- [Records to use]:
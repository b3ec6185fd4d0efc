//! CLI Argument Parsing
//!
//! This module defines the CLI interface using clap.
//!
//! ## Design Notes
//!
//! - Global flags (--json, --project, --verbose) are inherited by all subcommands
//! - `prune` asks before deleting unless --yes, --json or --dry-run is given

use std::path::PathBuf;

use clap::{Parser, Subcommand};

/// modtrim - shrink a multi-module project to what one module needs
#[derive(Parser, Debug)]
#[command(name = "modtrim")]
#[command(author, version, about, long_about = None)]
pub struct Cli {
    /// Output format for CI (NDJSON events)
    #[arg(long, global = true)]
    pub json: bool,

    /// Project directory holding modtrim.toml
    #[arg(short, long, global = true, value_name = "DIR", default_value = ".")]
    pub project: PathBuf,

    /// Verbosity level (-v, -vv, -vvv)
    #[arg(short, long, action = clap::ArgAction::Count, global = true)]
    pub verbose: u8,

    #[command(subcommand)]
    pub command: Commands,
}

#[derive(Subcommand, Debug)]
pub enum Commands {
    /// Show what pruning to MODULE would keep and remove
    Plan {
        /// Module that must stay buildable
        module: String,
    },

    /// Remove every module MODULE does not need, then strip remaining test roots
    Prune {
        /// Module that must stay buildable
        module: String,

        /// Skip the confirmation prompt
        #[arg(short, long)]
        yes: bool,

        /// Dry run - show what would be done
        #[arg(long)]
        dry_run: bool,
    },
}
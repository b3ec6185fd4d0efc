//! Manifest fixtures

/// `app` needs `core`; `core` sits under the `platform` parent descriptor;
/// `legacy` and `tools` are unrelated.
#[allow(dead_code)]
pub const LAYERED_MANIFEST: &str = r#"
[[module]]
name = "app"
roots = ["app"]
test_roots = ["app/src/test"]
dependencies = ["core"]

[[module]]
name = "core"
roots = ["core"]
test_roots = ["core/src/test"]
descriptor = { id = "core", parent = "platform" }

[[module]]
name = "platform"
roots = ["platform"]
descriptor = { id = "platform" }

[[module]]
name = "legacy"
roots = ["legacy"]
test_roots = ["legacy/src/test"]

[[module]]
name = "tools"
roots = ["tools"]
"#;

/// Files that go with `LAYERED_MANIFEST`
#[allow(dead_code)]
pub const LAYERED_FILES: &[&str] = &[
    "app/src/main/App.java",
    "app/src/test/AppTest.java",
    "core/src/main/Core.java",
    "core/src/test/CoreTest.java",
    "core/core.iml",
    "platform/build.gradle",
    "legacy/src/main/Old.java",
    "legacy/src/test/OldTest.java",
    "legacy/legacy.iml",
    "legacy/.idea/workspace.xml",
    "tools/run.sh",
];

- [Instructions for the task]:
There is a line above that contains "#[arg(long)]". Copy it and all later lines through the last, exactly, and leave out the rest.

- [Exercise response]:
        #[arg(long)]
        dry_run: bool,
    },
}
repository b3ec6185fd4d0efc
//! Manifest fixtures

/// `app` needs `core`; `core` sits under the `platform` parent descriptor;
/// `legacy` and `tools` are unrelated.
#[allow(dead_code)]
pub const LAYERED_MANIFEST: &str = r#"
[[module]]
name = "app"
roots = ["app"]
test_roots = ["app/src/test"]
dependencies = ["core"]

[[module]]
name = "core"
roots = ["core"]
test_roots = ["core/src/test"]
descriptor = { id = "core", parent = "platform" }

[[module]]
name = "platform"
roots = ["platform"]
descriptor = { id = "platform" }

[[module]]
name = "legacy"
roots = ["legacy"]
test_roots = ["legacy/src/test"]

[[module]]
name = "tools"
roots = ["tools"]
"#;

/// Files that go with `LAYERED_MANIFEST`
#[allow(dead_code)]
pub const LAYERED_FILES: &[&str] = &[
    "app/src/main/App.java",
    "app/src/test/AppTest.java",
    "core/src/main/Core.java",
    "core/src/test/CoreTest.java",
    "core/core.iml",
    "platform/build.gradle",
    "legacy/src/main/Old.java",
    "legacy/src/test/OldTest.java",
    "legacy/legacy.iml",
    "legacy/.idea/workspace.xml",
    "tools/run.sh",
];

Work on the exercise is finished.